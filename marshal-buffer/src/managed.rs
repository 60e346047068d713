//! Managed (variable-length) messages.
//!
//! A managed message is split into two segments:
//!
//! ```text
//! +-------------------------------------+----------------------------------+
//! |               Header                |               Body               |
//! +-------------------------------------+----------------------------------+
//! | u32 LE length per managed member    | every member in order: fixed     |
//! | (member order, 4 * header_length)   | members at static width, managed |
//! |                                     | members at their header length   |
//! +-------------------------------------+----------------------------------+
//! ```
//!
//! There is no outer length prefix and no type tags: the reader derives the
//! header size from the member types it expects. Both directions walk one
//! canonical slot list, so convert, header, body layout and body passes can
//! never disagree on member order.

use crate::codec::DEFAULT_MAX_MANAGED_LENGTH;
use crate::error::BufferError;
use crate::identity::TypeIdentity;
use crate::primitive::PrimitiveKind;
use crate::registry::{Converted, DynManagedResolver, Registry};
use crate::schema::BufferSchema;
use crate::shape::{check_members, Composite, CompositeShape, Member, MemberValues};
use bytes::{Bytes, BytesMut};
use std::any::Any;
use std::sync::Arc;
use tokio::io::{AsyncRead, AsyncWrite, AsyncWriteExt};

/// Width of one header slot.
pub const HEADER_SLOT_WIDTH: usize = 4;

/// One classified member.
#[derive(Clone)]
pub enum Slot {
    /// Primitive or fixed-resolver member.
    Fixed { identity: TypeIdentity },
    /// Member framed by a header length.
    Managed {
        identity: TypeIdentity,
        resolver: Arc<dyn DynManagedResolver>,
    },
}

impl Slot {
    /// Classifies `identity`: primitive, then managed resolver, then fixed
    /// resolver.
    fn classify(registry: &Registry, identity: TypeIdentity) -> Result<Slot, BufferError> {
        if PrimitiveKind::classify(identity)?.is_some() {
            return Ok(Slot::Fixed { identity });
        }
        if let Some(resolver) = registry.resolve_managed(identity) {
            return Ok(Slot::Managed { identity, resolver });
        }
        registry.fixed_width(identity)?;
        Ok(Slot::Fixed { identity })
    }

    pub fn identity(&self) -> TypeIdentity {
        match self {
            Slot::Fixed { identity } | Slot::Managed { identity, .. } => *identity,
        }
    }

    pub fn is_managed(&self) -> bool {
        matches!(self, Slot::Managed { .. })
    }
}

impl std::fmt::Debug for Slot {
    fn fmt(&self, f: &mut std::fmt::Formatter<'_>) -> std::fmt::Result {
        match self {
            Slot::Fixed { identity } => write!(f, "Fixed({})", identity),
            Slot::Managed { identity, .. } => write!(f, "Managed({})", identity),
        }
    }
}

/// Canonical member list of a managed message.
#[derive(Debug, Clone)]
pub struct ManagedSchema<'r> {
    registry: &'r Registry,
    name: &'static str,
    slots: Vec<Slot>,
    header_length: usize,
}

impl<'r> ManagedSchema<'r> {
    pub fn with_registry(registry: &'r Registry) -> Self {
        Self {
            registry,
            name: "managed message",
            slots: Vec::new(),
            header_length: 0,
        }
    }

    pub fn registry(&self) -> &'r Registry {
        self.registry
    }

    pub fn name(&self) -> &'static str {
        self.name
    }

    /// Classifies and appends a member, returning its slot.
    pub fn add_identity(&mut self, identity: TypeIdentity) -> Result<&Slot, BufferError> {
        let slot = Slot::classify(self.registry, identity)?;
        Ok(self.push(slot))
    }

    fn push(&mut self, slot: Slot) -> &Slot {
        if slot.is_managed() {
            self.header_length += 1;
        }
        self.slots.push(slot);
        &self.slots[self.slots.len() - 1]
    }

    /// Appends every member of `shape`. The first shape added names the
    /// message in diagnostics.
    pub fn add_shape(&mut self, shape: &CompositeShape) -> Result<(), BufferError> {
        if self.slots.is_empty() {
            self.name = shape.name();
        }
        for identity in shape.members() {
            self.add_identity(*identity)?;
        }
        Ok(())
    }

    pub fn slots(&self) -> &[Slot] {
        &self.slots
    }

    /// Number of managed members, i.e. header slots.
    pub fn header_length(&self) -> usize {
        self.header_length
    }

    /// Byte size of the header segment.
    pub fn header_size(&self) -> usize {
        self.header_length * HEADER_SLOT_WIDTH
    }

    pub fn len(&self) -> usize {
        self.slots.len()
    }

    pub fn is_empty(&self) -> bool {
        self.slots.is_empty()
    }

    /// Header layout: one u32 per managed member.
    pub fn header(&self) -> Result<BufferSchema<'r>, BufferError> {
        let mut schema = BufferSchema::with_registry(self.registry);
        for _ in 0..self.header_length {
            schema.add::<u32>()?;
        }
        Ok(schema)
    }

    /// Body layout. `managed` receives the slot position and resolver of
    /// every managed member in order and adds its contribution.
    fn body<F>(&self, mut managed: F) -> Result<BufferSchema<'r>, BufferError>
    where
        F: FnMut(usize, &dyn DynManagedResolver, &mut BufferSchema<'r>) -> Result<(), BufferError>,
    {
        let mut schema = BufferSchema::with_registry(self.registry);
        for (position, slot) in self.slots.iter().enumerate() {
            match slot {
                Slot::Fixed { identity } => {
                    schema.add_identity(*identity)?;
                }
                Slot::Managed { resolver, .. } => managed(position, resolver.as_ref(), &mut schema)?,
            }
        }
        Ok(schema)
    }
}
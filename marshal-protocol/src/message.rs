//! Network message models.
//!
//! Every message starts with a [`MessageHeader`] whose signature selects the
//! payload that follows:
//!
//! ```text
//! +---------------------------+-------------------------------------------+
//! | MessageHeader (12 bytes)  | payload (managed message)                 |
//! | signature u32 | version f64 | CMDM -> CommandStructure                 |
//! |               |             | PACK -> PackageHeader                    |
//! +---------------------------+-------------------------------------------+
//! ```

use crate::error::ProtocolError;
use crate::package::PackageHeader;
use bytes::{Bytes, BytesMut};
use marshal_buffer::{composite, Codec};
use serde::{Deserialize, Serialize};
use std::fmt;
use tokio::io::{AsyncRead, AsyncWrite};

/// Signature of a command message ("CMDM").
pub const COMMAND_SIGNATURE: u32 = 0x434D_444D;

/// Signature of a package transfer message ("PACK").
pub const PACKAGE_SIGNATURE: u32 = 0x5041_434B;

/// Version written into outgoing message headers.
pub const MESSAGE_VERSION: f64 = 1.0;

/// Payload selector carried in the message header.
#[derive(Debug, Clone, Copy, PartialEq, Eq, Hash, Serialize, Deserialize)]
#[serde(rename_all = "lowercase")]
pub enum MessageKind {
    Command,
    Package,
}

impl MessageKind {
    pub fn from_signature(signature: u32) -> Option<Self> {
        match signature {
            COMMAND_SIGNATURE => Some(MessageKind::Command),
            PACKAGE_SIGNATURE => Some(MessageKind::Package),
            _ => None,
        }
    }

    pub fn signature(self) -> u32 {
        match self {
            MessageKind::Command => COMMAND_SIGNATURE,
            MessageKind::Package => PACKAGE_SIGNATURE,
        }
    }
}

impl fmt::Display for MessageKind {
    fn fmt(&self, f: &mut fmt::Formatter<'_>) -> fmt::Result {
        match self {
            MessageKind::Command => f.write_str("command"),
            MessageKind::Package => f.write_str("package"),
        }
    }
}

/// Leading header of every network message.
#[derive(Debug, Clone, Copy, PartialEq, Serialize, Deserialize)]
pub struct MessageHeader {
    pub signature: u32,
    pub version: f64,
}

composite!(MessageHeader {
    signature: u32,
    version: f64,
});

impl MessageHeader {
    pub fn new(kind: MessageKind) -> Self {
        Self {
            signature: kind.signature(),
            version: MESSAGE_VERSION,
        }
    }

    pub fn kind(&self) -> Result<MessageKind, ProtocolError> {
        MessageKind::from_signature(self.signature)
            .ok_or(ProtocolError::UnknownSignature(self.signature))
    }
}

/// A remote command addressed to a region of the fleet manager.
#[derive(Debug, Clone, Default, PartialEq, Eq, Serialize, Deserialize)]
pub struct CommandStructure {
    pub region: String,
    pub subcommand: String,
    pub arguments: String,
}

composite!(CommandStructure {
    region: String,
    subcommand: String,
    arguments: String,
});

impl CommandStructure {
    pub fn new(
        region: impl Into<String>,
        subcommand: impl Into<String>,
        arguments: impl Into<String>,
    ) -> Self {
        Self {
            region: region.into(),
            subcommand: subcommand.into(),
            arguments: arguments.into(),
        }
    }

    /// Whitespace-separated arguments.
    pub fn argument_list(&self) -> Vec<&str> {
        self.arguments.split_whitespace().collect()
    }
}

impl fmt::Display for CommandStructure {
    fn fmt(&self, f: &mut fmt::Formatter<'_>) -> fmt::Result {
        write!(f, "{} {}", self.region, self.subcommand)?;
        if !self.arguments.is_empty() {
            write!(f, " {}", self.arguments)?;
        }
        Ok(())
    }
}

/// A decoded network message.
#[derive(Debug, Clone, PartialEq, Serialize)]
#[serde(tag = "kind", content = "payload", rename_all = "lowercase")]
pub enum Message {
    Command(CommandStructure),
    Package(PackageHeader),
}

impl Message {
    pub fn kind(&self) -> MessageKind {
        match self {
            Message::Command(_) => MessageKind::Command,
            Message::Package(_) => MessageKind::Package,
        }
    }
}

/// Encodes a full command message: header then command.
pub fn encode_command(codec: &Codec<'_>, command: &CommandStructure) -> Result<Bytes, ProtocolError> {
    encode_message(codec, MessageKind::Command, |c| c.encode_managed(command))
}

/// Encodes a full package transfer message: header then package header.
pub fn encode_package(codec: &Codec<'_>, header: &PackageHeader) -> Result<Bytes, ProtocolError> {
    encode_message(codec, MessageKind::Package, |c| c.encode_managed(header))
}

fn encode_message<F>(codec: &Codec<'_>, kind: MessageKind, payload: F) -> Result<Bytes, ProtocolError>
where
    F: FnOnce(&Codec<'_>) -> Result<Bytes, marshal_buffer::BufferError>,
{
    let header = codec.encode_managed(&MessageHeader::new(kind))?;
    let payload = payload(codec)?;

    let mut buf = BytesMut::with_capacity(header.len() + payload.len());
    buf.extend_from_slice(&header);
    buf.extend_from_slice(&payload);
    Ok(buf.freeze())
}

/// Decodes one message from the front of `bytes`, returning it and the number
/// of bytes consumed.
pub fn decode_message(codec: &Codec<'_>, bytes: &[u8]) -> Result<(Message, usize), ProtocolError> {
    let (header, offset) = codec.decode_managed::<MessageHeader>(bytes)?;
    let rest = &bytes[offset..];

    let (message, consumed) = match header.kind()? {
        MessageKind::Command => {
            let (command, n) = codec.decode_managed::<CommandStructure>(rest)?;
            (Message::Command(command), n)
        }
        MessageKind::Package => {
            let (package, n) = codec.decode_managed::<PackageHeader>(rest)?;
            (Message::Package(package), n)
        }
    };
    Ok((message, offset + consumed))
}

/// Writes a command message to `stream`.
pub async fn write_command<S>(
    codec: &Codec<'_>,
    stream: &mut S,
    command: &CommandStructure,
) -> Result<(), ProtocolError>
where
    S: AsyncWrite + Unpin,
{
    codec
        .write_managed(stream, &MessageHeader::new(MessageKind::Command))
        .await?;
    codec.write_managed(stream, command).await?;
    tracing::debug!(region = %command.region, subcommand = %command.subcommand, "sent command");
    Ok(())
}

/// Writes a package transfer message to `stream`.
pub async fn write_package<S>(
    codec: &Codec<'_>,
    stream: &mut S,
    header: &PackageHeader,
) -> Result<(), ProtocolError>
where
    S: AsyncWrite + Unpin,
{
    codec
        .write_managed(stream, &MessageHeader::new(MessageKind::Package))
        .await?;
    codec.write_managed(stream, header).await?;
    Ok(())
}

/// Reads the message header from `stream`, then the payload it announces.
pub async fn read_message<S>(codec: &Codec<'_>, stream: &mut S) -> Result<Message, ProtocolError>
where
    S: AsyncRead + Unpin,
{
    let header: MessageHeader = codec.read_managed(stream).await?;
    let kind = header.kind()?;
    tracing::trace!(%kind, version = header.version, "received message header");

    match kind {
        MessageKind::Command => Ok(Message::Command(codec.read_managed(stream).await?)),
        MessageKind::Package => Ok(Message::Package(codec.read_managed(stream).await?)),
    }
}
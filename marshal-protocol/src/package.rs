//! Package headers and the package directory.
//!
//! A package file starts with a managed [`PackageHeader`]; whatever follows
//! the header is opaque archive content. Files are named
//! `{name}.{version}.{extension}` and live flat in one directory.

use crate::error::ProtocolError;
use marshal_buffer::{composite, Codec, Timestamp};
use serde::{Deserialize, Serialize};
use std::io::ErrorKind;
use std::path::{Path, PathBuf};
use tokio::fs::{self, File, OpenOptions};
use tokio::io::{AsyncRead, AsyncWrite, AsyncWriteExt, BufReader};

/// Signature at the start of every package file.
pub const PACKAGE_FILE_SIGNATURE: u32 = 0x5F50_4B1C;

/// Extension of package files.
pub const DEFAULT_PACKAGE_EXTENSION: &str = "pack";

/// Header at the front of a package file.
#[derive(Debug, Clone, PartialEq, Serialize, Deserialize)]
pub struct PackageHeader {
    pub signature: u32,
    pub date_created: Timestamp,
    pub version: f64,
    pub name: String,
}

composite!(PackageHeader {
    signature: u32,
    date_created: Timestamp,
    version: f64,
    name: String,
});

impl PackageHeader {
    /// Creates a header stamped with the current UTC time.
    pub fn new(name: impl Into<String>, version: f64) -> Self {
        Self {
            signature: PACKAGE_FILE_SIGNATURE,
            date_created: Timestamp::now(),
            version,
            name: name.into(),
        }
    }

    /// Checks the file signature and that the name is a single file name
    /// component.
    pub fn validate(&self) -> Result<(), ProtocolError> {
        if self.signature != PACKAGE_FILE_SIGNATURE {
            return Err(ProtocolError::InvalidSignature {
                expected: PACKAGE_FILE_SIGNATURE,
                actual: self.signature,
            });
        }
        validate_package_name(&self.name)
    }

    pub fn file_name(&self, extension: &str) -> String {
        package_file_name_with_extension(&self.name, self.version, extension)
    }
}

/// A package found on disk.
#[derive(Debug, Clone, PartialEq, Serialize)]
pub struct Package {
    pub name: String,
    pub version: f64,
    pub date_created: Timestamp,
    pub location: PathBuf,
}

impl Package {
    pub fn from_header(header: PackageHeader, location: PathBuf) -> Self {
        Self {
            name: header.name,
            version: header.version,
            date_created: header.date_created,
            location,
        }
    }
}

/// Rejects names that could leave the package directory.
pub fn validate_package_name(name: &str) -> Result<(), ProtocolError> {
    let invalid = name.is_empty()
        || name.contains(['/', '\\', ':', '\0'])
        || name.contains("..")
        || Path::new(name).is_absolute();
    if invalid {
        return Err(ProtocolError::InvalidPackageName(name.to_string()));
    }
    Ok(())
}

/// `{name}.{version}.pack`
pub fn package_file_name(name: &str, version: f64) -> String {
    package_file_name_with_extension(name, version, DEFAULT_PACKAGE_EXTENSION)
}

pub fn package_file_name_with_extension(name: &str, version: f64, extension: &str) -> String {
    format!("{}.{}.{}", name, version, extension)
}

/// Writes a package header to `stream`.
pub async fn write_package_header<S>(
    codec: &Codec<'_>,
    stream: &mut S,
    header: &PackageHeader,
) -> Result<(), ProtocolError>
where
    S: AsyncWrite + Unpin,
{
    codec.write_managed(stream, header).await?;
    Ok(())
}

/// Reads a package header from `stream` and checks its signature.
pub async fn read_package_header<S>(
    codec: &Codec<'_>,
    stream: &mut S,
) -> Result<PackageHeader, ProtocolError>
where
    S: AsyncRead + Unpin,
{
    let header: PackageHeader = codec.read_managed(stream).await?;
    header.validate()?;
    Ok(header)
}

/// Reads the header of the package file at `path`.
pub async fn read_package_file(codec: &Codec<'_>, path: &Path) -> Result<Package, ProtocolError> {
    let mut reader = BufReader::new(File::open(path).await?);
    let header = read_package_header(codec, &mut reader).await?;
    Ok(Package::from_header(header, path.to_path_buf()))
}

/// Lists the valid packages in `dir`, ordered by name then version.
///
/// Files with the right extension whose header cannot be read are skipped.
pub async fn scan_packages(
    codec: &Codec<'_>,
    dir: &Path,
    extension: &str,
) -> Result<Vec<Package>, ProtocolError> {
    let mut packages = Vec::new();
    let mut entries = fs::read_dir(dir).await?;

    while let Some(entry) = entries.next_entry().await? {
        let path = entry.path();
        if path.extension().and_then(|e| e.to_str()) != Some(extension) {
            continue;
        }
        if !entry.file_type().await?.is_file() {
            continue;
        }

        match read_package_file(codec, &path).await {
            Ok(package) => packages.push(package),
            Err(e) => {
                tracing::warn!(path = %path.display(), error = %e, "skipping invalid package");
            }
        }
    }

    packages.sort_by(|a, b| {
        a.name
            .cmp(&b.name)
            .then(a.version.total_cmp(&b.version))
    });
    tracing::debug!(dir = %dir.display(), count = packages.len(), "scanned packages");
    Ok(packages)
}

/// Finds the package `name` at `version` in `dir`.
pub async fn find_package(
    codec: &Codec<'_>,
    dir: &Path,
    extension: &str,
    name: &str,
    version: f64,
) -> Result<Package, ProtocolError> {
    scan_packages(codec, dir, extension)
        .await?
        .into_iter()
        .find(|p| p.name == name && p.version == version)
        .ok_or_else(|| ProtocolError::PackageNotFound {
            name: name.to_string(),
            version: version.to_string(),
        })
}

async fn create_package_file(path: &Path) -> Result<File, ProtocolError> {
    OpenOptions::new()
        .write(true)
        .create_new(true)
        .open(path)
        .await
        .map_err(|e| match e.kind() {
            ErrorKind::AlreadyExists => ProtocolError::PackageExists(path.to_path_buf()),
            _ => ProtocolError::Io(e),
        })
}

/// Creates `{dir}/{name}.{version}.{extension}` holding only `header`.
/// Fails with `PackageExists` rather than overwriting.
pub async fn write_package_header_file(
    codec: &Codec<'_>,
    dir: &Path,
    extension: &str,
    header: &PackageHeader,
) -> Result<Package, ProtocolError> {
    header.validate()?;
    let path = dir.join(header.file_name(extension));
    let mut file = create_package_file(&path).await?;

    write_package_header(codec, &mut file, header).await?;
    file.sync_all().await?;

    tracing::info!(path = %path.display(), "created package");
    Ok(Package::from_header(header.clone(), path))
}

/// Reads a package header from `stream` and stores the header and the rest of
/// the stream as a new package file in `dir`.
pub async fn import_package<S>(
    codec: &Codec<'_>,
    stream: &mut S,
    dir: &Path,
    extension: &str,
) -> Result<Package, ProtocolError>
where
    S: AsyncRead + Unpin,
{
    let header = read_package_header(codec, stream).await?;
    let path = dir.join(header.file_name(extension));
    let mut file = create_package_file(&path).await?;

    write_package_header(codec, &mut file, &header).await?;
    let copied = tokio::io::copy(stream, &mut file).await?;
    file.flush().await?;
    file.sync_all().await?;

    tracing::info!(
        path = %path.display(),
        content_bytes = copied,
        "imported package"
    );
    Ok(Package::from_header(header, path))
}
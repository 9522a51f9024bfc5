use anyhow::{Context, Result};
use rusqlite::{Connection, params};
use serde::{Deserialize, Serialize};

pub const DEFAULT_SCORE_CUTOFF: u32 = 80;

#[derive(Debug, Clone, Serialize, Deserialize)]
pub struct Market {
    pub name: String,
    pub state: String,
    #[serde(default)]
    pub aliases: Vec<String>,
}

#[derive(Debug, Clone, PartialEq, Eq)]
pub struct MarketMatch {
    pub canonical: String,
    pub score: u32,
}

#[derive(Debug)]
pub struct MarketRegistry {
    markets: Vec<Market>,
    candidates: Vec<(String, usize)>,
}

impl MarketRegistry {
    pub fn new(markets: Vec<Market>) -> Self {
        let mut candidates = Vec::new();
        for (index, market) in markets.iter().enumerate() {
            candidates.push((market.name.to_lowercase(), index));
            for alias in &market.aliases {
                candidates.push((alias.to_lowercase(), index));
            }
        }

        Self {
            markets,
            candidates,
        }
    }

    pub fn markets(&self) -> &[Market] {
        &self.markets
    }

    pub fn is_empty(&self) -> bool {
        self.markets.is_empty()
    }

    pub fn canonicalize(&self, raw: &str, score_cutoff: u32) -> Option<MarketMatch> {
        let needle = raw.trim().to_lowercase();
        if needle.is_empty() || self.candidates.is_empty() {
            return None;
        }

        let needle_chars: Vec<char> = needle.chars().collect();
        let mut best: Option<MarketMatch> = None;

        for (candidate, index) in &self.candidates {
            let candidate_chars: Vec<char> = candidate.chars().collect();
            let floor = best
                .as_ref()
                .map(|m| m.score)
                .unwrap_or(score_cutoff.saturating_sub(1));

            if ratio_upper_bound(needle_chars.len(), candidate_chars.len()) <= floor {
                continue;
            }

            let score = indel_ratio(&needle_chars, &candidate_chars);
            if score >= score_cutoff && best.as_ref().is_none_or(|m| score > m.score) {
                best = Some(MarketMatch {
                    canonical: self.markets[*index].name.clone(),
                    score,
                });
            }
        }

        best
    }
}

pub fn default_markets() -> Vec<Market> {
    fn market(name: &str, state: &str, aliases: &[&str]) -> Market {
        Market {
            name: name.to_string(),
            state: state.to_string(),
            aliases: aliases.iter().map(|alias| alias.to_string()).collect(),
        }
    }

    vec![
        market("Dodge City", "KS", &["dodge", "dodge city"]),
        market("Garden City", "KS", &["garden", "garden city"]),
        market("Pratt", "KS", &["pratt"]),
        market("Amarillo", "TX", &["amarillo"]),
        market("Dalhart", "TX", &["dalhart"]),
    ]
}

pub fn load_registry(connection: &Connection) -> Result<MarketRegistry> {
    let mut statement = connection
        .prepare("SELECT name, state, aliases FROM markets ORDER BY name")
        .context("failed to prepare markets query")?;

    let mut rows = statement.query([])?;
    let mut markets = Vec::new();

    while let Some(row) = rows.next()? {
        let name: String = row.get(0)?;
        let state: String = row.get(1)?;
        let aliases_raw: String = row.get(2)?;
        let aliases: Vec<String> = serde_json::from_str(&aliases_raw)
            .with_context(|| format!("invalid alias list stored for market {name}"))?;

        markets.push(Market {
            name,
            state,
            aliases,
        });
    }

    Ok(MarketRegistry::new(markets))
}

pub fn store_markets(connection: &mut Connection, markets: &[Market]) -> Result<usize> {
    let tx = connection.transaction()?;

    {
        let mut statement = tx.prepare(
            "
            INSERT INTO markets(name, state, aliases)
            VALUES(?1, ?2, ?3)
            ON CONFLICT(name) DO UPDATE SET
              state=excluded.state,
              aliases=excluded.aliases
            ",
        )?;

        for market in markets {
            let aliases = serde_json::to_string(&market.aliases)
                .with_context(|| format!("failed to serialize aliases for {}", market.name))?;
            statement.execute(params![&market.name, &market.state, aliases])?;
        }
    }

    tx.commit()?;
    Ok(markets.len())
}

fn ratio_upper_bound(left_len: usize, right_len: usize) -> u32 {
    let total = left_len + right_len;
    if total == 0 {
        return 0;
    }

    let shared = 2 * left_len.min(right_len);
    ((shared as f64 / total as f64) * 100.0).round() as u32
}

fn indel_ratio(left: &[char], right: &[char]) -> u32 {
    let total = left.len() + right.len();
    if total == 0 {
        return 100;
    }

    let shared = 2 * longest_common_subsequence(left, right);
    ((shared as f64 / total as f64) * 100.0).round() as u32
}

fn longest_common_subsequence(left: &[char], right: &[char]) -> usize {
    if left.is_empty() || right.is_empty() {
        return 0;
    }

    let mut prev = vec![0_usize; right.len() + 1];
    let mut curr = vec![0_usize; right.len() + 1];

    for left_ch in left {
        for (j, right_ch) in right.iter().enumerate() {
            curr[j + 1] = if left_ch == right_ch {
                prev[j] + 1
            } else {
                prev[j + 1].max(curr[j])
            };
        }
        std::mem::swap(&mut prev, &mut curr);
    }

    prev[right.len()]
}

#[cfg(test)]
mod tests {
    use super::*;

    fn chars(value: &str) -> Vec<char> {
        value.chars().collect()
    }

    #[test]
    fn indel_ratio_on_identical_strings_is_100() {
        assert_eq!(indel_ratio(&chars("pratt"), &chars("pratt")), 100);
        assert_eq!(indel_ratio(&chars(""), &chars("")), 100);
    }

    #[test]
    fn indel_ratio_on_disjoint_strings_is_0() {
        assert_eq!(indel_ratio(&chars("abc"), &chars("xyz")), 0);
    }

    #[test]
    fn indel_ratio_counts_insertions_and_deletions() {
        // "dodge" vs "dodge city": lcs 5, ratio 2*5/15
        assert_eq!(indel_ratio(&chars("dodge"), &chars("dodge city")), 67);
        // one dropped character
        assert_eq!(indel_ratio(&chars("amarilo"), &chars("amarillo")), 93);
    }

    #[test]
    fn canonicalize_accepts_close_typo_above_cutoff() {
        let registry = MarketRegistry::new(default_markets());
        let matched = registry
            .canonicalize("Amarilo", DEFAULT_SCORE_CUTOFF)
            .unwrap();
        assert_eq!(matched.canonical, "Amarillo");
        assert!(matched.score >= DEFAULT_SCORE_CUTOFF);
    }

    #[test]
    fn canonicalize_resolves_alias_to_canonical_name() {
        let registry = MarketRegistry::new(default_markets());
        let matched = registry.canonicalize("garden", DEFAULT_SCORE_CUTOFF).unwrap();
        assert_eq!(matched.canonical, "Garden City");
        assert_eq!(matched.score, 100);
    }

    #[test]
    fn canonicalize_rejects_below_cutoff() {
        let registry = MarketRegistry::new(default_markets());
        assert!(
            registry
                .canonicalize("Joplin Regional Stockyards", DEFAULT_SCORE_CUTOFF)
                .is_none()
        );
    }

    #[test]
    fn canonicalize_rejects_empty_input_and_empty_registry() {
        let registry = MarketRegistry::new(default_markets());
        assert!(registry.canonicalize("   ", DEFAULT_SCORE_CUTOFF).is_none());

        let empty = MarketRegistry::new(Vec::new());
        assert!(empty.canonicalize("Pratt", DEFAULT_SCORE_CUTOFF).is_none());
    }

    #[test]
    fn canonicalize_is_case_insensitive() {
        let registry = MarketRegistry::new(default_markets());
        let matched = registry
            .canonicalize("DODGE CITY", DEFAULT_SCORE_CUTOFF)
            .unwrap();
        assert_eq!(matched.canonical, "Dodge City");
        assert_eq!(matched.score, 100);
    }

    #[test]
    fn store_and_load_round_trip_through_sqlite() {
        let mut connection = Connection::open_in_memory().unwrap();
        connection
            .execute_batch(
                "CREATE TABLE markets (
                   name TEXT PRIMARY KEY,
                   state TEXT NOT NULL,
                   aliases TEXT NOT NULL
                 )",
            )
            .unwrap();

        let seeded = store_markets(&mut connection, &default_markets()).unwrap();
        assert_eq!(seeded, 5);

        let registry = load_registry(&connection).unwrap();
        assert_eq!(registry.markets().len(), 5);
        assert!(
            registry
                .canonicalize("dalhart", DEFAULT_SCORE_CUTOFF)
                .is_some()
        );
    }
}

EXERCISE GOAL: Using the listing above, return word for word each line from the one that has "then package header." through the one that has "of bytes consumed.", and no line outside that range.

RESPONSE TO THIS EXERCISE:
/// Encodes a full package transfer message: header then package header.
pub fn encode_package(codec: &Codec<'_>, header: &PackageHeader) -> Result<Bytes, ProtocolError> {
    encode_message(codec, MessageKind::Package, |c| c.encode_managed(header))
}

fn encode_message<F>(codec: &Codec<'_>, kind: MessageKind, payload: F) -> Result<Bytes, ProtocolError>
where
    F: FnOnce(&Codec<'_>) -> Result<Bytes, marshal_buffer::BufferError>,
{
    let header = codec.encode_managed(&MessageHeader::new(kind))?;
    let payload = payload(codec)?;

    let mut buf = BytesMut::with_capacity(header.len() + payload.len());
    buf.extend_from_slice(&header);
    buf.extend_from_slice(&payload);
    Ok(buf.freeze())
}

/// Decodes one message from the front of `bytes`, returning it and the number
/// of bytes consumed.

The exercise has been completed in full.